31. Con decisione del 17 aprile 2014, l’istituzione
emittente spagnola, a seguito della domanda dell’Urssaf del 4 aprile 2012, ha
annullato i suddetti certificati E 101.

32. Il 29 maggio 2014 la Vueling ha presentato
ricorso gerarchico contro tale decisione.

33. Dopo aver respinto tale ricorso con decisione
del 1° agosto 2014, l’autorità gerarchica competente ha tuttavia considerato,
con decisione di modifica del 5 dicembre 2014, che occorreva lasciare
inefficace l’annullamento dei certificati E 101. Al riguardo, essa si è basata
sulla circostanza che, considerato il tempo trascorso dai fatti e
l’impossibilità di rimborsare i contributi versati in precedenza a causa della
prescrizione, non era opportuno dichiarare indebita l’iscrizione alla
previdenza sociale spagnola dei lavoratori interessati. Essa ha altresì
sottolineato che i lavoratori interessati avevano potuto beneficiare di
prestazioni previdenziali sulla base di tali contributi e che, in caso di
annullamento della loro iscrizione, avrebbero potuto ritrovarsi privi di tutela
previdenziale. Infine, secondo tale autorità, l’annullamento effettivo dei
certificati E 101 di cui al procedimento principale non era giustificato, in
quanto la loro emissione era stata la mera conseguenza dell’iscrizione dei
lavoratori interessati al regime previdenziale spagnolo.

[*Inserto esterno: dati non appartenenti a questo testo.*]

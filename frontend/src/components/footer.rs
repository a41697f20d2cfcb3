//! Footer component

use leptos::*;

use crate::GALLERY_URL;

#[component]
pub fn Footer() -> impl IntoView {
    view! {
        <footer>
            <div>"picdrop • Powered by " <span class="rust-badge">"🦀 Rust + Leptos"</span></div>
            <div class="footer-links">
                <a href=GALLERY_URL class="footer-link" rel="external">
                    "Browse the gallery"
                </a>
            </div>
        </footer>
    }
}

34. A seguito della pronuncia della sentenza della
Cour de cassation (Corte di cassazione) dell’11 marzo 2014, il procedimento
civile promosso dalla CRPNPAC dinanzi al tribunal de grande instance de Bobigny
(Tribunale di primo grado di Bobigny) è stato riassunto.

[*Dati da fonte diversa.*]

//! Dispatch cycle: upload every staged file, wait for all, then reset.
//!
//! The cycle is written against two seams so it can run outside a browser:
//!
//! - [`UploadTransport`] sends one file and reports what the server answered.
//! - [`UploadPage`] owns the visible side effects (notification, busy
//!   button, clearing the list, reloading).
//!
//! Requests are started in pending-list order and polled together; one
//! failure never cancels or short-circuits its siblings.

use futures::future::join_all;

use crate::types::{AppResult, DispatchSummary, PendingFile, UploadOutcome, UploadReply};
use crate::{ACCEPTED_REDIRECT_STATUS, EMPTY_DISPATCH_MESSAGE};

/// Sends one pending file to the upload endpoint.
#[allow(async_fn_in_trait)]
pub trait UploadTransport<H> {
    async fn send(&self, file: &PendingFile<H>) -> AppResult<UploadReply>;
}

/// Page-level effects of a dispatch cycle.
pub trait UploadPage {
    /// Blocking user notification.
    fn notify(&self, message: &str);
    /// Toggles the upload trigger between idle and uploading.
    fn set_busy(&self, busy: bool);
    /// Empties both the pending list and the visible list.
    fn clear_pending(&self);
    /// Reloads the page so server-side state becomes visible.
    fn reload(&self);
}

/// Whether a reply counts as an acknowledged upload.
pub fn is_accepted_status(status: u16) -> bool {
    (200..300).contains(&status) || status == ACCEPTED_REDIRECT_STATUS
}

/// Turns a server reply into an outcome for `name`.
pub fn classify_reply(name: &str, reply: &UploadReply) -> UploadOutcome {
    if is_accepted_status(reply.status) {
        return UploadOutcome::Uploaded { name: name.to_string() };
    }

    let detail = if reply.body.trim().is_empty() {
        reply.status_text.as_str()
    } else {
        reply.body.as_str()
    };
    UploadOutcome::Failed {
        name: name.to_string(),
        reason: format!("Upload failed for {}: {}", name, detail),
    }
}

async fn upload_one<H, T>(transport: &T, file: &PendingFile<H>) -> UploadOutcome
where
    T: UploadTransport<H>,
{
    match transport.send(file).await {
        Ok(reply) => classify_reply(&file.name, &reply),
        Err(e) => UploadOutcome::Failed {
            name: file.name.clone(),
            reason: format!("Upload failed for {}: {}", file.name, e),
        },
    }
}

/// Uploads every file concurrently and waits until all of them settle.
///
/// Outcomes are returned in the order of `files`, whatever the completion
/// order was.
pub async fn upload_all<H, T>(transport: &T, files: &[PendingFile<H>]) -> Vec<UploadOutcome>
where
    T: UploadTransport<H>,
{
    join_all(files.iter().map(|file| upload_one(transport, file))).await
}

/// Runs one full dispatch cycle over `files`.
///
/// Returns `None` when there was nothing to upload; in that case the only
/// effect is a single notification.
pub async fn run_dispatch_cycle<H, T, P>(
    files: Vec<PendingFile<H>>,
    transport: &T,
    page: &P,
) -> Option<DispatchSummary>
where
    T: UploadTransport<H>,
    P: UploadPage,
{
    if files.is_empty() {
        page.notify(EMPTY_DISPATCH_MESSAGE);
        return None;
    }

    page.set_busy(true);
    log::info!("📤 Uploading {} file(s)...", files.len());

    let outcomes = upload_all(transport, &files).await;
    let summary = DispatchSummary::from_outcomes(&outcomes);

    page.set_busy(false);
    page.clear_pending();

    if summary.failed == 0 {
        log::info!("✅ {}/{} file(s) uploaded", summary.succeeded, summary.total());
    } else {
        log::warn!(
            "Upload finished: {}/{} succeeded, {} failed",
            summary.succeeded,
            summary.total(),
            summary.failed
        );
        for reason in &summary.failures {
            log::warn!("{}", reason);
        }
    }

    page.reload();
    Some(summary)
}

#[cfg(test)]
mod tests {
    use super::*;
    use crate::intake::tests::FakeFile;
    use crate::intake::PendingList;
    use crate::types::AppError;
    use futures::executor::block_on;
    use std::cell::{Cell, RefCell};

    /// Answers from a fixed table keyed by file name and counts requests.
    struct ScriptedTransport {
        calls: RefCell<Vec<String>>,
    }

    impl ScriptedTransport {
        fn new() -> Self {
            Self { calls: RefCell::new(Vec::new()) }
        }
    }

    impl UploadTransport<FakeFile> for ScriptedTransport {
        async fn send(&self, file: &PendingFile<FakeFile>) -> AppResult<UploadReply> {
            self.calls.borrow_mut().push(file.name.clone());
            match file.name.as_str() {
                "ok.png" => Ok(reply(200, "OK", "")),
                "redirect.png" => Ok(reply(302, "Found", "")),
                "bad.png" => Ok(reply(400, "Bad Request", "File type not allowed")),
                "empty.png" => Ok(reply(500, "Internal Server Error", "")),
                _ => Err(AppError::Network("connection reset".into())),
            }
        }
    }

    /// Records every page effect.
    struct RecordingPage {
        pending: RefCell<PendingList<FakeFile>>,
        notifications: RefCell<Vec<String>>,
        busy_changes: RefCell<Vec<bool>>,
        reloads: Cell<usize>,
    }

    impl RecordingPage {
        fn with(files: Vec<FakeFile>) -> Self {
            let mut pending = PendingList::new();
            pending.accept(files);
            Self {
                pending: RefCell::new(pending),
                notifications: RefCell::new(Vec::new()),
                busy_changes: RefCell::new(Vec::new()),
                reloads: Cell::new(0),
            }
        }

        fn staged(&self) -> Vec<PendingFile<FakeFile>> {
            self.pending.borrow().entries().to_vec()
        }
    }

    impl UploadPage for RecordingPage {
        fn notify(&self, message: &str) {
            self.notifications.borrow_mut().push(message.to_string());
        }

        fn set_busy(&self, busy: bool) {
            self.busy_changes.borrow_mut().push(busy);
        }

        fn clear_pending(&self) {
            self.pending.borrow_mut().clear();
        }

        fn reload(&self) {
            self.reloads.set(self.reloads.get() + 1);
        }
    }

    fn reply(status: u16, status_text: &str, body: &str) -> UploadReply {
        UploadReply {
            status,
            status_text: status_text.to_string(),
            body: body.to_string(),
        }
    }

    #[test]
    fn test_accepted_statuses() {
        assert!(is_accepted_status(200));
        assert!(is_accepted_status(201));
        assert!(is_accepted_status(204));
        assert!(is_accepted_status(302));
        assert!(!is_accepted_status(301));
        assert!(!is_accepted_status(304));
        assert!(!is_accepted_status(404));
        assert!(!is_accepted_status(500));
    }

    #[test]
    fn test_failure_reason_prefers_body_over_status_text() {
        let with_body = classify_reply("a.png", &reply(413, "Payload Too Large", "too big"));
        assert_eq!(
            with_body,
            UploadOutcome::Failed {
                name: "a.png".into(),
                reason: "Upload failed for a.png: too big".into(),
            }
        );

        let without_body = classify_reply("a.png", &reply(413, "Payload Too Large", "  "));
        assert_eq!(
            without_body,
            UploadOutcome::Failed {
                name: "a.png".into(),
                reason: "Upload failed for a.png: Payload Too Large".into(),
            }
        );
    }

    #[test]
    fn test_empty_dispatch_notifies_once_and_sends_nothing() {
        let transport = ScriptedTransport::new();
        let page = RecordingPage::with(vec![]);

        let summary = block_on(run_dispatch_cycle(page.staged(), &transport, &page));

        assert!(summary.is_none());
        assert!(transport.calls.borrow().is_empty());
        assert_eq!(*page.notifications.borrow(), vec![EMPTY_DISPATCH_MESSAGE.to_string()]);
        assert!(page.busy_changes.borrow().is_empty());
        assert_eq!(page.reloads.get(), 0);
    }

    #[test]
    fn test_mixed_outcomes_clear_everything_and_reload_once() {
        let transport = ScriptedTransport::new();
        let page = RecordingPage::with(vec![
            FakeFile::image("ok.png", 1),
            FakeFile::image("bad.png", 2),
            FakeFile::image("redirect.png", 3),
            FakeFile::image("offline.png", 4),
            FakeFile::image("empty.png", 5),
        ]);

        let summary = block_on(run_dispatch_cycle(page.staged(), &transport, &page))
            .expect("non-empty dispatch returns a summary");

        assert_eq!(summary.succeeded, 2);
        assert_eq!(summary.failed, 3);
        assert_eq!(
            summary.failures,
            vec![
                "Upload failed for bad.png: File type not allowed".to_string(),
                "Upload failed for offline.png: Network error: connection reset".to_string(),
                "Upload failed for empty.png: Internal Server Error".to_string(),
            ]
        );

        assert_eq!(
            *transport.calls.borrow(),
            ["ok.png", "bad.png", "redirect.png", "offline.png", "empty.png"]
        );
        assert!(page.pending.borrow().is_empty());
        assert!(page.pending.borrow().rows().is_empty());
        assert_eq!(*page.busy_changes.borrow(), vec![true, false]);
        assert!(page.notifications.borrow().is_empty());
        assert_eq!(page.reloads.get(), 1);
    }

    #[test]
    fn test_all_failures_still_clear_and_reload() {
        let transport = ScriptedTransport::new();
        let page = RecordingPage::with(vec![
            FakeFile::image("bad.png", 2),
            FakeFile::image("down.png", 7),
        ]);

        let summary = block_on(run_dispatch_cycle(page.staged(), &transport, &page));

        assert_eq!(summary.map(|s| (s.succeeded, s.failed)), Some((0, 2)));
        assert!(page.pending.borrow().is_empty());
        assert_eq!(page.reloads.get(), 1);
    }

    #[test]
    fn test_upload_all_keeps_input_order() {
        let transport = ScriptedTransport::new();
        let files: Vec<_> = ["redirect.png", "bad.png", "ok.png"]
            .into_iter()
            .map(|name| PendingFile {
                name: name.to_string(),
                size_bytes: 1,
                handle: FakeFile::image("unused", 1),
            })
            .collect();

        let outcomes = block_on(upload_all(&transport, &files));
        let successes: Vec<bool> = outcomes
            .iter()
            .map(|outcome| matches!(outcome, UploadOutcome::Uploaded { .. }))
            .collect();
        assert_eq!(successes, vec![true, false, true]);
    }
}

35. In tale contesto, detto giudice si chiede se ai
certificati E 101 debba essere riconosciuto efficacia vincolante qualora i
giudici penali dello Stato membro ospitante dei lavoratori interessati abbiano
condannato il datore di lavoro per lavoro non dichiarato. In particolare,
sussisterebbe un dubbio quanto alla portata dell’articolo 11, paragrafo 1, lettera
a), e dell’articolo 12 bis,
paragrafo 1 bis, del regolamento n. 574/72 e quanto alle implicazioni di un
ricorso abusivo o fraudolento a tali certificati.

36. Pertanto, il tribunal de grande instance de Bobigny
(Tribunale di primo grado di Bobigny) ha deciso di sospendere il procedimento e
di sottoporre alla Corte le seguenti questioni pregiudiziali:

«1) Se l’effetto connesso al certificato E 101
rilasciato dall’istituzione designata dall’autorità dello Stato membro alla cui
legislazione in materia previdenziale resta soggetto il dipendente, ai sensi
degli articoli 11, paragrafo 1, e 12
bis , paragrafo 1 bis, del [ regolamento n.
574/72], debba essere confermato sebbene il certificato E 101 sia stato
ottenuto a seguito di una frode o di un abuso di diritto, definitivamente
accertato da parte di un giudice dello Stato membro in cui il dipendente
esercita o deve esercitare la propria attività.

2) Qualora la risposta a tale questione fosse in
senso affermativo, se il rilascio di certificati E 101 osti a che le vittime
del danno subito a causa del comportamento del datore di lavoro, autore della
frode, ne ottengano il risarcimento, senza che l’iscrizione dei dipendenti ai
sistemi designati dal certificato E 101 sia rimessa in discussione dall’azione
di risarcimento esercitata contro il datore di lavoro».

 

Causa C-37/18

37. Il 21 aprile 2007, il sig. Poignant è stato
assunto dalla Vueling in qualità di copilota, con contratto redatto in lingua
inglese e disciplinato dal diritto spagnolo. Successivamente, con una clausola
addizionale del 14 giugno 2007, è stato distaccato all’aeroporto Roissy –
Charles de Gaulle. Tale distacco, inizialmente previsto per sei mesi, è stato
rinnovato una volta per la stessa durata fino al 16 giugno 2008.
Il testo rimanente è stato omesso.